# [Extracted records]

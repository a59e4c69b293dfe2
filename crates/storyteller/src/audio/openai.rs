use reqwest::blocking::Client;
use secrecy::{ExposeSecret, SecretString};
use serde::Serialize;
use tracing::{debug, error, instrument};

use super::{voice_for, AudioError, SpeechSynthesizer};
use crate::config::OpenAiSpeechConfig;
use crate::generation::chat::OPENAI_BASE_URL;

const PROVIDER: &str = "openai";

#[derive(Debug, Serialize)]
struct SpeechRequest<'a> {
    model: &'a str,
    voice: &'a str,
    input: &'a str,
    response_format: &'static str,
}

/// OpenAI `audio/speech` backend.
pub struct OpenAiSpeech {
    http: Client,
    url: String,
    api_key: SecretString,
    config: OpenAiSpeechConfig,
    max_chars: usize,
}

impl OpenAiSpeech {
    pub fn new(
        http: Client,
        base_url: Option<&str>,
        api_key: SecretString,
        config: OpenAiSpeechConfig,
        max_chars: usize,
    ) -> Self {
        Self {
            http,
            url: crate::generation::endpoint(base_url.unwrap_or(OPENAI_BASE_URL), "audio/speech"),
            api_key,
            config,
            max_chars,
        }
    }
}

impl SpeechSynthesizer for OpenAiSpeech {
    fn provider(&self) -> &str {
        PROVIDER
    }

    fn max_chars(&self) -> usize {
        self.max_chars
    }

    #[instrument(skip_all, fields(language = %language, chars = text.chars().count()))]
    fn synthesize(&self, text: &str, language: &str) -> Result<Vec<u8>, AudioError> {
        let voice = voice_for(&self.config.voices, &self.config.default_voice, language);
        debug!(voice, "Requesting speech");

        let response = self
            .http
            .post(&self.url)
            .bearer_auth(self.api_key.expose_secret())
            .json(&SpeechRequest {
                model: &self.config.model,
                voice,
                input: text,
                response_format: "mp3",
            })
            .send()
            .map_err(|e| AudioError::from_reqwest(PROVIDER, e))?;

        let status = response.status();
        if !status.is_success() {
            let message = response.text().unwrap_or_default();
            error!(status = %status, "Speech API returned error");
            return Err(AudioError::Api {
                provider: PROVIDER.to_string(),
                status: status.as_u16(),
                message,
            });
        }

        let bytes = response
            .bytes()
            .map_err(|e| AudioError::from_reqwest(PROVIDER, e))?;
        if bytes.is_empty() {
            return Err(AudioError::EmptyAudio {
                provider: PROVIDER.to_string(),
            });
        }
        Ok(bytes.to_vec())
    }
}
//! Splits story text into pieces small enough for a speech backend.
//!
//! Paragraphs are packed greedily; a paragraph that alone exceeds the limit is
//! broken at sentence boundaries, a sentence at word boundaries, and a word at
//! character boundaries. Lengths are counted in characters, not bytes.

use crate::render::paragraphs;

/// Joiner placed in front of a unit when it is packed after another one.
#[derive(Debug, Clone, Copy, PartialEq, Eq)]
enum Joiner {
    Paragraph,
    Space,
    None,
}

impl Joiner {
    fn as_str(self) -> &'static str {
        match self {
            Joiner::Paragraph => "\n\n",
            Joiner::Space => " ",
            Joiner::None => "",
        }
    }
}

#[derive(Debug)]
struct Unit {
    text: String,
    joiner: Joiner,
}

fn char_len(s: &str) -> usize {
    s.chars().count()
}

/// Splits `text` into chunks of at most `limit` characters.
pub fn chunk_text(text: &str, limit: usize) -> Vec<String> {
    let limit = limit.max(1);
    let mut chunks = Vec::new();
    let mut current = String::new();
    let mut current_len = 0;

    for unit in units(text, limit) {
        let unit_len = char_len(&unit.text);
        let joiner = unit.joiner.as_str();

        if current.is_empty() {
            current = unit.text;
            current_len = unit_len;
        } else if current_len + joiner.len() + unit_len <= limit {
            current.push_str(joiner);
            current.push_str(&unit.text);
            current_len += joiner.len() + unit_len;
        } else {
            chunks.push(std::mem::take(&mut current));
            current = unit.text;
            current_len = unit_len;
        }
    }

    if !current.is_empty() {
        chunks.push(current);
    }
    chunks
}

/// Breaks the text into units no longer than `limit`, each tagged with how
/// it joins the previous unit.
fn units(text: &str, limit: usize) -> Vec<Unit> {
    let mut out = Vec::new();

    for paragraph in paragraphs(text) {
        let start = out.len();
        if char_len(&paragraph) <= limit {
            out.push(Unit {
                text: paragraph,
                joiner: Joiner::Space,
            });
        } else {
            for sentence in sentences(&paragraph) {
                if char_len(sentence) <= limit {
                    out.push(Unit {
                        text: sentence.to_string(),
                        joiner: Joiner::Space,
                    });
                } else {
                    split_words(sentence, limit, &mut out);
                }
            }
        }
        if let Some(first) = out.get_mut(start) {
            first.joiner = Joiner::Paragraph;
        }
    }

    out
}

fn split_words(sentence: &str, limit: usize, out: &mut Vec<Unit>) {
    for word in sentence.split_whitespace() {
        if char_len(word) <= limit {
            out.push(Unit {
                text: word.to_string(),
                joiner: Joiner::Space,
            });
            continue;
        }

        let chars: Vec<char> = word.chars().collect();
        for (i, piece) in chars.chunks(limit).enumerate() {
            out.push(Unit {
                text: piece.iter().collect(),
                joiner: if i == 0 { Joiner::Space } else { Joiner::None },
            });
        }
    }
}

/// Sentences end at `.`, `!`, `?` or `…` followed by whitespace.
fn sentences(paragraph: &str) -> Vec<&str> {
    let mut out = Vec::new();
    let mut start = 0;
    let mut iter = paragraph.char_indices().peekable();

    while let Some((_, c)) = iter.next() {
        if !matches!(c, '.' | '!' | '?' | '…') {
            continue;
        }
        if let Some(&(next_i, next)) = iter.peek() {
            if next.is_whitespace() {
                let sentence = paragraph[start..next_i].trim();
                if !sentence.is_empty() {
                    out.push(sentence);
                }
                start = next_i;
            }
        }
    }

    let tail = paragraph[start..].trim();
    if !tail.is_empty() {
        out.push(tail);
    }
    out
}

# [Aim of the exercise]
Up to and including the line with "use crate::generation::chat::OPENAI_BASE_URL;", please return the records exactly, beginning from their first line.

# [Completed task]
repository a59e4c69b293dfe2
filename crates/storyteller/src/audio/openai.rs
use reqwest::blocking::Client;
use secrecy::{ExposeSecret, SecretString};
use serde::Serialize;
use tracing::{debug, error, instrument};

use super::{voice_for, AudioError, SpeechSynthesizer};
use crate::config::OpenAiSpeechConfig;
use crate::generation::chat::OPENAI_BASE_URL;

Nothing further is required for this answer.